How many of the lines below have the word "entry" in them? The answer is that number and nothing more.

Stored items:
------------------------------------------------------------
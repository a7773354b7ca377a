//! Shared error type for feed fetching, extraction, and downloads.

use std::path::PathBuf;
use thiserror::Error;

/// Error for one feed request or one image download.
#[derive(Debug, Error)]
pub enum ScrapeError {
    #[error("Invalid argument '{name}': {reason}")]
    InvalidArgument { name: &'static str, reason: String },

    // Fetch failures: network, status, body, feed shape.
    #[error("Network error: could not reach {url}: {source}")]
    Network {
        url: String,
        #[source]
        source: reqwest::Error,
    },

    #[error("HTTP {status} when fetching: {url}")]
    HttpStatus { status: u16, url: String },

    #[error("Failed to read response body from {url}: {source}")]
    BodyRead {
        url: String,
        #[source]
        source: reqwest::Error,
    },

    #[error("Could not parse feed from {url}: {reason}")]
    MalformedFeed { url: String, reason: String },

    // Per-image outcomes.
    #[error("Unsupported asset (gallery or unknown format): {link}")]
    UnsupportedAsset { link: String },

    #[error("Downloaded file is not media (HTML, JSON, or empty body): {url}")]
    NotMedia { url: String },

    #[error("File already exists under its detected type: {}", path.display())]
    WriteConflict { path: PathBuf },

    #[error("Filesystem error at {}: {source}", path.display())]
    Io {
        path: PathBuf,
        #[source]
        source: std::io::Error,
    },
}

impl ScrapeError {
    /// True for the network, HTTP status, body read, and malformed feed variants.
    pub fn is_fetch_failure(&self) -> bool {
        matches!(
            self,
            ScrapeError::Network { .. }
                | ScrapeError::HttpStatus { .. }
                | ScrapeError::BodyRead { .. }
                | ScrapeError::MalformedFeed { .. }
        )
    }

    /// Errors that mean "nothing to do for this image" rather than a failed download.
    pub fn is_skip(&self) -> bool {
        matches!(
            self,
            ScrapeError::UnsupportedAsset { .. } | ScrapeError::WriteConflict { .. }
        )
    }

    pub(crate) fn io(path: impl Into<PathBuf>, source: std::io::Error) -> Self {
        ScrapeError::Io {
            path: path.into(),
            source,
        }
    }
}
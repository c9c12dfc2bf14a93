// tracegrep - core/query.rs
//
// The match predicate and its transitive term accumulation (channel/address
// correlation across a deep search). Core layer: depends on std only, but
// writes its dump-on-flush snapshot straight to stderr.

use crate::core::entry::{Entry, EntryKind};

/// Parameter names that identify a channel. Closed set -- the original trace
/// format never introduces a new one.
const CHANNEL_PARAM_NAMES: &[&str] = &[
    "id",
    "targetid",
    "peerid",
    "lastpeerid",
    "newid",
    "id.1",
    "newid.1",
    "peerid.1",
];

fn is_address_param(name: &str, value: &str) -> bool {
    name == "address" && value.contains(['.', '/', ':'])
}

/// Match predicate plus the correlation state a deep search accumulates.
#[derive(Debug, Clone)]
pub struct Query {
    params: Vec<(String, String)>,
    channels: Vec<String>,
    addrs: Vec<String>,
    new_channels: usize,
    new_addrs: usize,
    no_network: bool,
    dump_on_flush: bool,
}

impl Query {
    pub fn new(params: Vec<(String, String)>, no_network: bool, dump_on_flush: bool) -> Self {
        Self {
            params,
            channels: Vec::new(),
            addrs: Vec::new(),
            new_channels: 0,
            new_addrs: 0,
            no_network,
            dump_on_flush,
        }
    }

    pub fn channels(&self) -> &[String] {
        &self.channels
    }

    pub fn addrs(&self) -> &[String] {
        &self.addrs
    }

    fn full_match(&self, entry: &Entry) -> bool {
        self.params
            .iter()
            .all(|(k, v)| entry.param(k) == Some(v.as_str()))
    }

    /// Returns true iff `entry` should be reported as a hit.
    ///
    /// `partial` restricts the channel/address scan to terms discovered
    /// since the last reset (the watermarks), which is what makes the
    /// driver's deep-search re-scan cheap instead of quadratic.
    pub fn matches(&self, entry: &Entry, partial: bool) -> bool {
        if !partial && entry.kind() == EntryKind::Message && self.full_match(entry) {
            return true;
        }

        let channel_start = if partial { self.new_channels } else { 0 };
        for chan in &self.channels[channel_start.min(self.channels.len())..] {
            let hit = entry
                .params()
                .iter()
                .any(|(n, v)| CHANNEL_PARAM_NAMES.contains(&n.as_str()) && v == chan);
            if hit {
                return true;
            }
        }

        if entry.kind() != EntryKind::Network || self.no_network {
            return false;
        }

        let addr_start = if partial { self.new_addrs } else { 0 };
        for addr in &self.addrs[addr_start.min(self.addrs.len())..] {
            let hit = entry
                .params()
                .iter()
                .any(|(n, v)| is_address_param(n, v) && v == addr);
            if hit {
                return true;
            }
        }

        false
    }

    /// Accumulates new correlation terms from a hit. No-op for non-Message
    /// entries. Returns true iff at least one new term was appended.
    pub fn update(&mut self, entry: &Entry, reset: bool) -> bool {
        if entry.kind() != EntryKind::Message {
            return false;
        }

        if reset {
            self.new_channels = self.channels.len();
            self.new_addrs = self.addrs.len();
        }

        let mut grew = false;
        for (name, value) in entry.params() {
            if CHANNEL_PARAM_NAMES.contains(&name.as_str()) {
                if !self.channels.iter().any(|c| c == value) {
                    self.channels.push(value.clone());
                    grew = true;
                }
            } else if is_address_param(name, value) && !self.addrs.iter().any(|a| a == value) {
                self.addrs.push(value.clone());
                grew = true;
            }
        }
        grew
    }

    /// Clears accumulated correlation state, preserving `params`. If
    /// `dump_on_flush` is set, writes a snapshot to stderr first.
    pub fn flush(&mut self) {
        if self.dump_on_flush && (!self.channels.is_empty() || !self.addrs.is_empty()) {
            eprintln!(
                "query flush: channels={:?} addrs={:?}",
                self.channels, self.addrs
            );
        }
        self.channels.clear();
        self.addrs.clear();
        self.new_channels = 0;
        self.new_addrs = 0;
    }
}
------------------------------------------------------------
— Answer space —
12